Intrauterine adhesion (IUA) is characterized by the formation of fibrous scar tissue within the uterine cavity, which significantly impacts female reproductive health and even leads to infertility. Unfortunately, severe cases of IUA currently lack effective treatments. This study presents a novel approach that utilizes tumor necrosis factor‐(TNF) stimulated gene 6 (TSG6)‐modified exosomes (Exos) in conjunction with an injectable thermosensitive hydrogel (CS/GP) to mitigate the occurrence of IUA by reducing endometrium fibrosis in a mouse IUA model. This study demonstrate that TSG6‐modified Exos effectively inhibits the activation of inflammatory M1‐like macrophages during the initial stages of inflammation and maintains the balance of macrophage phenotypes (M1/M2) during the repair phase. Moreover, TSG6 inhibits the interaction between macrophages and endometrial stromal fibroblasts, thereby preventing the activation of stromal fibroblasts into myofibroblasts. Furthermore, this research indicates that CS/GP facilitates the sustained release of TSG6‐modified Exos, leading to a significant reduction in both the manifestations of IUA and the extent of endometrium fibrosis.
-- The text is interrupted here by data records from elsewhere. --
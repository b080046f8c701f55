//! Chat service orchestrating the message pipeline.
//!
//! ChatService coordinates the ChatRepository and CompletionClient through
//! the full exchange: session lookup, user-message persistence, history
//! assembly, completion invocation, assistant-message persistence, and the
//! session timestamp refresh.

use chrono::Utc;
use palaver_types::chat::{
    ChatExchange, ChatMessage, ChatSession, DEFAULT_SESSION_TITLE, MessageRole,
};
use palaver_types::error::ChatError;
use tracing::{debug, info, warn};
use uuid::Uuid;

use crate::chat::context::{DEFAULT_SYSTEM_INSTRUCTION, assemble_context};
use crate::chat::repository::ChatRepository;
use crate::llm::client::CompletionClient;

/// Orchestrates chat sessions and message exchanges.
///
/// Generic over `ChatRepository` and `CompletionClient` to maintain clean
/// architecture (palaver-core never depends on palaver-infra).
pub struct ChatService<R: ChatRepository, C: CompletionClient> {
    repository: R,
    client: C,
    system_instruction: String,
}

impl<R: ChatRepository, C: CompletionClient> ChatService<R, C> {
    /// Create a new chat service with the default system instruction.
    pub fn new(repository: R, client: C) -> Self {
        Self {
            repository,
            client,
            system_instruction: DEFAULT_SYSTEM_INSTRUCTION.to_string(),
        }
    }

    /// Replace the system instruction prepended to every assembled context.
    pub fn with_system_instruction(mut self, instruction: impl Into<String>) -> Self {
        self.system_instruction = instruction.into();
        self
    }

    // --- Session lifecycle ---

    /// Create a new chat session.
    ///
    /// A missing title falls back to the fixed placeholder. Both timestamps
    /// start at the creation instant.
    pub async fn create_session(&self, title: Option<String>) -> Result<ChatSession, ChatError> {
        let now = Utc::now();
        let session = ChatSession {
            id: Uuid::now_v7(),
            title: title.unwrap_or_else(|| DEFAULT_SESSION_TITLE.to_string()),
            created_at: now,
            updated_at: now,
        };

        self.repository.create_session(&session).await?;
        info!(session_id = %session.id, title = %session.title, "Chat session created");
        Ok(session)
    }

    /// List all sessions, most recently active first.
    pub async fn list_sessions(&self) -> Result<Vec<ChatSession>, ChatError> {
        Ok(self.repository.list_sessions().await?)
    }

    /// Delete a session and all its messages.
    ///
    /// Two independent best-effort deletes, session record first so a
    /// partial failure never leaves a listed session with half a
    /// transcript. Idempotent: deleting an unknown id succeeds.
    pub async fn delete_session(&self, session_id: &Uuid) -> Result<(), ChatError> {
        self.repository.delete_session(session_id).await?;
        self.repository.delete_messages(session_id).await?;
        info!(session_id = %session_id, "Chat session deleted");
        Ok(())
    }

    // --- Messages ---

    /// List a session's messages in transcript order.
    ///
    /// An unknown session id yields an empty list, not an error.
    pub async fn list_messages(&self, session_id: &Uuid) -> Result<Vec<ChatMessage>, ChatError> {
        Ok(self.repository.list_messages(session_id).await?)
    }

    /// Run one full message exchange against a session.
    ///
    /// Validates the session, persists the user message, re-reads the full
    /// history, assembles the provider context, calls the provider, then
    /// persists the assistant reply and touches the session. A completion
    /// failure leaves the already-saved user message in the transcript and
    /// the session's `updated_at` untouched; only a successful full
    /// exchange marks the session fresh.
    pub async fn send_message(
        &self,
        session_id: &Uuid,
        content: String,
    ) -> Result<ChatExchange, ChatError> {
        if self.repository.get_session(session_id).await?.is_none() {
            return Err(ChatError::SessionNotFound);
        }

        let user_message = ChatMessage {
            id: Uuid::now_v7(),
            session_id: *session_id,
            role: MessageRole::User,
            content,
            timestamp: Utc::now(),
        };
        self.repository.save_message(&user_message).await?;

        let history = self.repository.list_messages(session_id).await?;
        let context = assemble_context(&self.system_instruction, &history);
        debug!(
            session_id = %session_id,
            context_messages = context.len(),
            "Assembled completion context"
        );

        let response = match self.client.complete(&context).await {
            Ok(response) => response,
            Err(err) => {
                warn!(
                    session_id = %session_id,
                    provider = self.client.name(),
                    error = %err,
                    "Completion failed, user message retained without a reply"
                );
                return Err(err.into());
            }
        };

        let assistant_message = ChatMessage {
            id: Uuid::now_v7(),
            session_id: *session_id,
            role: MessageRole::Assistant,
            content: response.clone(),
            timestamp: Utc::now(),
        };
        self.repository.save_message(&assistant_message).await?;
        self.repository.touch_session(session_id, Utc::now()).await?;

        info!(session_id = %session_id, provider = self.client.name(), "Exchange completed");
        Ok(ChatExchange {
            message: user_message,
            response,
        })
    }
}
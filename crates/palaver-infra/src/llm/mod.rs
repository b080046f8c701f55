//! Completion provider implementation.
//!
//! One concrete [`CompletionClient`] speaking the OpenAI-compatible chat
//! completions protocol. Provider choice is configuration (base URL, model,
//! key environment variable), not separate code paths.
//!
//! [`CompletionClient`]: palaver_core::llm::client::CompletionClient

pub mod openai;
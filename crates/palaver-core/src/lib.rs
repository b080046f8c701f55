//! Business logic and repository trait definitions for Palaver.
//!
//! This crate defines the "ports" (repository and completion-client traits)
//! that the infrastructure layer implements, plus the chat pipeline that
//! orchestrates them. It depends only on `palaver-types` -- never on
//! `palaver-infra` or any database/HTTP crate.

pub mod chat;
pub mod llm;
Collectively, through the successful construction of CS/GP loaded with TSG6‐modified Exos, a reduction in the occurrence and progression of IUA is achieved by mitigating endometrium fibrosis. Consequently, this approach holds promise for the treatment of IUA. The illustration depicts the therapeutic effectiveness of an injectable thermosensitive hydrogel (CS/GP) loaded with TSG6‐modified‐Exos in an intrauterine adhesion model. The TSG6‐Exo@CS/GP system enables sustained release of TSG6‐modified‐Exos, resulting in reduced levels of TGF‐β1 by inhibiting M1‐like macrophages and inhibiting alpha‐smooth muscle actin and collagen I expression owing to the activation of stromal fibroblasts, ultimately suppressing endometrium fibrosis.